YÖNETİRKEN YETİŞMEK
Selin, günün yorgunluğuyla
kendini koltuğa öylece bıraktı.
Tükendiğini hissediyor, ekibine
nasıl söz geçireceğini bilemiyordu.
Günler geçmiş projeyi tamamlamayı
bırak başlayamamışlardı bile.
Peki neden böyle olmuştu?
Her kafadan başka bir ses çıkıyordu.
Öyle mi yapalım, böyle mi? Yok o iş öyle olmaz. Böyle olsa daha iyi olur... Ayrı
ayrı öneriler havada uçuşuyordu... Bir türlü ortak noktada birleşemiyorlar, yol
haritasını belirleyemiyorlardı. Herkes kendini öne çıkarmak istiyor, “Benim
dediğim olsun” diyordu. İşin sonunda terfi vardı, maaşa zam ve bir de ikramiye
söz konusuydu. Bunlar her ne kadar motive edici unsurlar olsa da ekibinin anlaşamaması
Selin'in işini bir hayli zorlaştırıyordu.

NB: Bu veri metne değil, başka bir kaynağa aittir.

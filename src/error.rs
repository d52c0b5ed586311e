use axum::{
    http::StatusCode,
    response::{IntoResponse, Response},
    Json,
};
use serde_json::json;
use std::fmt;

#[derive(Debug)]
pub enum AppError {
    /// A referenced film, user, genre or rating does not exist
    NotFound(String),
    /// An aggregate was created with an id that is already in use
    Conflict(String),
    /// A write referenced a row that fails a foreign-key constraint
    IntegrityViolation(String),
    InvalidArgument(String),
    Validation(String),
    DatabaseError(String),
    Internal(String),
}

impl fmt::Display for AppError {
    fn fmt(&self, f: &mut fmt::Formatter<'_>) -> fmt::Result {
        match self {
            AppError::NotFound(msg) => write!(f, "Not found: {}", msg),
            AppError::Conflict(msg) => write!(f, "Conflict: {}", msg),
            AppError::IntegrityViolation(msg) => write!(f, "Integrity violation: {}", msg),
            AppError::InvalidArgument(msg) => write!(f, "Invalid argument: {}", msg),
            AppError::Validation(msg) => write!(f, "Validation error: {}", msg),
            AppError::DatabaseError(msg) => write!(f, "Database error: {}", msg),
            AppError::Internal(msg) => write!(f, "Internal error: {}", msg),
        }
    }
}

impl std::error::Error for AppError {}

impl AppError {
    pub fn status_code(&self) -> StatusCode {
        match self {
            AppError::NotFound(_) => StatusCode::NOT_FOUND,
            AppError::Conflict(_) | AppError::IntegrityViolation(_) => StatusCode::CONFLICT,
            AppError::InvalidArgument(_) | AppError::Validation(_) => StatusCode::BAD_REQUEST,
            AppError::DatabaseError(_) | AppError::Internal(_) => StatusCode::INTERNAL_SERVER_ERROR,
        }
    }
}

impl IntoResponse for AppError {
    fn into_response(self) -> Response {
        let status = self.status_code();
        let error_message = match &self {
            AppError::DatabaseError(msg) => {
                tracing::error!("Database error: {}", msg);
                "Internal server error".to_string()
            }
            AppError::Internal(msg) => {
                tracing::error!("Internal error: {}", msg);
                "Internal server error".to_string()
            }
            AppError::NotFound(msg)
            | AppError::Conflict(msg)
            | AppError::IntegrityViolation(msg)
            | AppError::InvalidArgument(msg)
            | AppError::Validation(msg) => msg.clone(),
        };

        let body = Json(json!({
            "error": error_message,
            "status": status.as_u16()
        }));

        (status, body).into_response()
    }
}

/// Classifies a driver error, keeping constraint failures distinguishable
/// from plain I/O or SQL errors.
pub fn db_error(context: &'static str) -> impl FnOnce(sqlx::Error) -> AppError {
    move |err| match &err {
        sqlx::Error::Database(db) if db.is_foreign_key_violation() => {
            AppError::IntegrityViolation(format!("{}: {}", context, db.message()))
        }
        sqlx::Error::Database(db) if db.is_unique_violation() => {
            AppError::Conflict(format!("{}: {}", context, db.message()))
        }
        sqlx::Error::RowNotFound => AppError::NotFound(context.to_string()),
        _ => AppError::DatabaseError(format!("{}: {}", context, err)),
    }
}

impl From<sqlx::Error> for AppError {
    fn from(err: sqlx::Error) -> Self {
        db_error("Database operation failed")(err)
    }
}

impl From<anyhow::Error> for AppError {
    fn from(err: anyhow::Error) -> Self {
        AppError::Internal(err.to_string())
    }
}

pub type AppResult<T> = Result<T, AppError>;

Kimse hedefe yönelik birleşen
olmuyordu. Halbuki birleşebilenler ancak yol alabilirdi…
Bu proje başarılı olursa tüm ekip
için iyileştirmeler olacağı söylenmişti. Zamlar, daha konforlu bir çalışma
ortamı... Bunlar sadece bir kişiye değil ekibin performansına göre herkesi
etkileyecekti.
“Ne yapabilirim? Hangi yöntemle ekibime
yön verebilirim?” diye iç geçirdi Selin.
Ahmet Bey her şeye itiraz ederdi.
Cümleye “Hayır” diye başlayıp, “Siz bilmezsiniz eskiden...” diye devam ederdi. Az
konuşur ama öz konuşurdu. Genelde tek başına iş yapmayı sever, başkalarının
önerilerini dinlemezdi. Düzenliydi, ajanda tutar, toplantılara saatinde
katılır, bekletmez, bekletilmeyi de sevmezdi.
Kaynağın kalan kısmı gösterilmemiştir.